- Other names: Gender dysphoria
- Specialty: Psychiatry

= Classification of transgender people =

Terms used in medicine and psychiatry

The classification of transgender people (transgender women specifically) into distinct groups has been attempted since the mid-1960s. The most common modern classifications in use are the DSM-5 and ICD, which are mainly used for insurance and administration of gender-affirming care.

==History==
During the 20th century, the Western medical community endorsed a binary concept of gender in which males and females were seen as naturally distinct in terms of gender expression. During this time, people who were assigned male at birth (AMAB) and expressed gender nonconformity were often classified into one of two subgroups.
One group comprised males expressing feminine traits from early childhood, along with attraction to men and the desire to become a woman; this group has been referred to as classical, type 1, or homosexual transsexuals.
The second group comprised males who often did not have strong cross-gendered childhoods, were often sexually attracted to women, and sought sex reassignment later in life; this group has been referred to as non-classical or heterosexual transexuals, and often described as transvestites.
More recently, these two subgroups have been referred to as androphilic and gynephilic, respectively. Other classifications are used relative to one's gender identity rather than assigned sex.
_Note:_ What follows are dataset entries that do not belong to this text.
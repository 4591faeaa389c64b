//! Append-only incident log. Every machine with at least one critical
//! condition gets a record per cycle, whether or not it was alerted on.

use std::fmt;
use std::path::{Path, PathBuf};

use chrono::{DateTime, SecondsFormat, Utc};
use serde::de::{MapAccess, Visitor};
use serde::ser::SerializeMap;
use serde::{Deserialize, Deserializer, Serialize, Serializer};
use tracing::info;

use crate::condition::Condition;
use crate::error::Result;
use crate::store::{read_json_or_default, write_json_pretty};

/// label -> rendered value, kept in evaluation order.
#[derive(Debug, Clone, Default, PartialEq, Eq)]
pub struct GroupedConditions(Vec<(String, String)>);

impl GroupedConditions {
    pub fn get(&self, label: &str) -> Option<&str> {
        self.0
            .iter()
            .find(|(l, _)| l == label)
            .map(|(_, v)| v.as_str())
    }

    pub fn labels(&self) -> impl Iterator<Item = &str> {
        self.0.iter().map(|(l, _)| l.as_str())
    }

    pub fn len(&self) -> usize {
        self.0.len()
    }

    pub fn is_empty(&self) -> bool {
        self.0.is_empty()
    }
}

impl From<&[Condition]> for GroupedConditions {
    fn from(conditions: &[Condition]) -> Self {
        let mut grouped: Vec<(String, String)> = Vec::with_capacity(conditions.len());
        for c in conditions {
            let value = c.reading().to_string();
            // a later duplicate label overwrites in place, like merging objects
            match grouped.iter_mut().find(|(l, _)| l == c.label()) {
                Some(slot) => slot.1 = value,
                None => grouped.push((c.label().to_string(), value)),
            }
        }
        Self(grouped)
    }
}

impl Serialize for GroupedConditions {
    fn serialize<S: Serializer>(&self, serializer: S) -> std::result::Result<S::Ok, S::Error> {
        let mut map = serializer.serialize_map(Some(self.0.len()))?;
        for (label, value) in &self.0 {
            map.serialize_entry(label, value)?;
        }
        map.end()
    }
}

impl<'de> Deserialize<'de> for GroupedConditions {
    fn deserialize<D: Deserializer<'de>>(deserializer: D) -> std::result::Result<Self, D::Error> {
        struct OrderedVisitor;

        impl<'de> Visitor<'de> for OrderedVisitor {
            type Value = GroupedConditions;

            fn expecting(&self, f: &mut fmt::Formatter) -> fmt::Result {
                f.write_str("a map of condition label to value")
            }

            fn visit_map<A: MapAccess<'de>>(self, mut access: A) -> std::result::Result<Self::Value, A::Error> {
                let mut entries = Vec::with_capacity(access.size_hint().unwrap_or(0));
                while let Some((label, value)) = access.next_entry::<String, String>()? {
                    entries.push((label, value));
                }
                Ok(GroupedConditions(entries))
            }
        }

        deserializer.deserialize_map(OrderedVisitor)
    }
}

#[derive(Debug, Clone, PartialEq, Eq, Serialize, Deserialize)]
pub struct IncidentRecord {
    pub maquina: String,
    pub ocorrencia: GroupedConditions,
    /// ISO-8601, UTC, millisecond precision.
    pub horario: String,
}

impl IncidentRecord {
    pub fn new(machine: &str, conditions: &[Condition], at: DateTime<Utc>) -> Self {
        Self {
            maquina: machine.to_string(),
            ocorrencia: GroupedConditions::from(conditions),
            horario: at.to_rfc3339_opts(SecondsFormat::Millis, true),
        }
    }
}

#[derive(Debug, Clone)]
pub struct IncidentHistory {
    path: PathBuf,
}

impl IncidentHistory {
    pub fn new(path: impl Into<PathBuf>) -> Self {
        Self { path: path.into() }
    }

    pub fn path(&self) -> &Path {
        &self.path
    }

    pub fn load(&self) -> Result<Vec<IncidentRecord>> {
        read_json_or_default(&self.path)
    }

    /// Load, push one record, write the whole log back.
    pub fn append(
        &self,
        machine: &str,
        conditions: &[Condition],
        at: DateTime<Utc>,
    ) -> Result<IncidentRecord> {
        let mut log = self.load()?;
        let record = IncidentRecord::new(machine, conditions, at);
        log.push(record.clone());
        write_json_pretty(&self.path, &log)?;
        info!(machine, entries = log.len(), path = %self.path.display(), "history updated");
        Ok(record)
    }
}

#[cfg(test)]
mod tests {
    use super::*;
    use chrono::TimeZone;

    #[test]
    fn record_groups_conditions_in_order() {
        let at = Utc.with_ymd_and_hms(2026, 10, 16, 12, 30, 0).unwrap();
        let conditions = [
            Condition::from("RAM Uso: 85.00%"),
            Condition::from("CPU Temp: 75.00°C"),
            Condition::from("Offline desde: 16/10/2026 08:00:00"),
        ];
        let rec = IncidentRecord::new("lab-01", &conditions, at);
        let js = serde_json::to_string(&rec).unwrap();
        assert_eq!(
            js,
            r#"{"maquina":"lab-01","ocorrencia":{"RAM Uso":"85.00%","CPU Temp":"75.00°C","Offline desde":"16/10/2026 08:00:00"},"horario":"2026-10-16T12:30:00.000Z"}"#
        );
    }

    #[test]
    fn grouping_keeps_order_when_read_back() {
        let js = r#"{"Z":"1","A":"2","M":"3"}"#;
        let g: GroupedConditions = serde_json::from_str(js).unwrap();
        assert_eq!(g.labels().collect::<Vec<_>>(), ["Z", "A", "M"]);
        assert_eq!(g.get("A"), Some("2"));
    }
}
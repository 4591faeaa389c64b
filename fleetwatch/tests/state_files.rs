//! Tests for the persisted state files (snapshot, diff file, exceptions, history).
use std::fs;

use chrono::{TimeZone, Utc};
use fleetwatch::condition::Condition;
use fleetwatch::diff::OccurrenceSet;
use fleetwatch::store::StateStore;
use fleetwatch::FleetError;

fn set(entries: &[(&str, &[&str])]) -> OccurrenceSet {
    entries
        .iter()
        .map(|(m, cs)| (*m, cs.iter().map(|c| Condition::from(*c)).collect()))
        .collect()
}

#[test]
fn fresh_state_dir_loads_empty() {
    let td = tempfile::tempdir().unwrap();
    let store = StateStore::new(td.path());
    assert!(store.load_last_known().unwrap().is_empty());
    assert!(store.load_exceptions().unwrap().is_empty());
    assert!(store.history().load().unwrap().is_empty());
}

#[test]
fn snapshot_is_replaced_not_merged() {
    let td = tempfile::tempdir().unwrap();
    let store = StateStore::new(td.path());

    store
        .store_last_known(&set(&[("A", &["CPU Temp: 75.00°C"]), ("B", &["RAM Uso: 90.00%"])]))
        .unwrap();
    store.store_last_known(&set(&[("B", &["RAM Uso: 91.00%"])])).unwrap();

    let back = store.load_last_known().unwrap();
    assert!(!back.contains("A"), "machine without conditions must drop out");
    assert_eq!(back, set(&[("B", &["RAM Uso: 91.00%"])]));

    let raw = fs::read_to_string(td.path().join("ocorrencias.json")).unwrap();
    assert!(raw.contains("\"RAM Uso: 91.00%\""), "{raw}");
}

#[test]
fn snapshot_written_by_older_deployments_loads() {
    let td = tempfile::tempdir().unwrap();
    fs::write(
        td.path().join("ocorrencias.json"),
        r#"{
  "AGILENT": ["Offline desde: 16/10/2026 06:10:00"],
  "lab-07": ["Disco Principal Uso: 97.30%", "GPU Temp: 84.00°C"]
}"#,
    )
    .unwrap();
    let snap = StateStore::new(td.path()).load_last_known().unwrap();
    let labels: Vec<&str> = snap.get("lab-07").unwrap().iter().map(|c| c.label()).collect();
    assert_eq!(labels, ["Disco Principal Uso", "GPU Temp"]);
    assert!(snap.get("AGILENT").unwrap()[0].is_offline());
}

#[test]
fn new_occurrences_file_written_then_cleared() {
    let td = tempfile::tempdir().unwrap();
    let store = StateStore::new(td.path());
    let path = store.new_occurrences_path();

    store
        .store_new_occurrences(&set(&[("A", &["GPU Uso: 95.00%"])]))
        .unwrap();
    assert!(path.exists());

    store.store_new_occurrences(&OccurrenceSet::new()).unwrap();
    assert!(!path.exists(), "empty diff must not leave a stale file behind");

    // clearing twice is fine
    store.store_new_occurrences(&OccurrenceSet::new()).unwrap();
}

#[test]
fn history_appends_under_reports_dir() {
    let td = tempfile::tempdir().unwrap();
    let store = StateStore::new(td.path());
    let history = store.history();
    let at = Utc.with_ymd_and_hms(2026, 10, 16, 9, 0, 0).unwrap();

    history
        .append("lab-01", &[Condition::from("CPU Temp: 75.00°C")], at)
        .unwrap();
    history
        .append(
            "lab-02",
            &[
                Condition::from("RAM Uso: 85.00%"),
                Condition::from("Offline desde: 16/10/2026 07:00:00"),
            ],
            at,
        )
        .unwrap();

    assert_eq!(
        history.path(),
        td.path().join("relatórios").join("historico-de-chamados.json")
    );
    let log = history.load().unwrap();
    assert_eq!(log.len(), 2);
    assert_eq!(log[0].maquina, "lab-01");
    assert_eq!(log[1].ocorrencia.get("Offline desde"), Some("16/10/2026 07:00:00"));
    assert_eq!(log[1].horario, "2026-10-16T09:00:00.000Z");
}

#[test]
fn corrupt_snapshot_is_a_persistence_error() {
    let td = tempfile::tempdir().unwrap();
    fs::write(td.path().join("ocorrencias.json"), "{ not json").unwrap();
    let err = StateStore::new(td.path()).load_last_known().unwrap_err();
    assert!(matches!(err, FleetError::Persistence { .. }), "{err}");
}

#[test]
fn exception_file_accepts_both_shapes() {
    let td = tempfile::tempdir().unwrap();
    fs::write(
        td.path().join("ignorar_maquinas.json"),
        r#"{"AGILENT": "Offline desde", "LAB-02": ["CPU Temp", "GPU Uso"]}"#,
    )
    .unwrap();
    let ex = StateStore::new(td.path()).load_exceptions().unwrap();
    assert!(ex.is_excepted("AGILENT", &Condition::offline_since("16/10/2026 06:00:00")));
    assert!(ex.is_excepted("lab-02", &Condition::from("GPU Uso: 99.00%")));
    assert!(!ex.is_excepted("lab-02", &Condition::from("RAM Uso: 99.00%")));
}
The United States has seen increasing social trends since the early 21st century that allow for less rigid expression of one's own gender identity, and gender-nonconforming people may express a range of masculine and feminine traits. The term transgender has become more common in part to reflect such diversity of gender expression.

==Sex Orientation Scale (1966) ==
Harry Benjamin created the Sex Orientation Scale (SOS) to classify and understand various forms and subtypes of transvestism and transsexualism in transfeminine populations. It was a seven-point scale with three types of transvestism, three types of transsexualism, and one category for typical males. Benjamin's scale references and uses the Kinsey scale in distinguishing between "true transsexualism" and "transvestism".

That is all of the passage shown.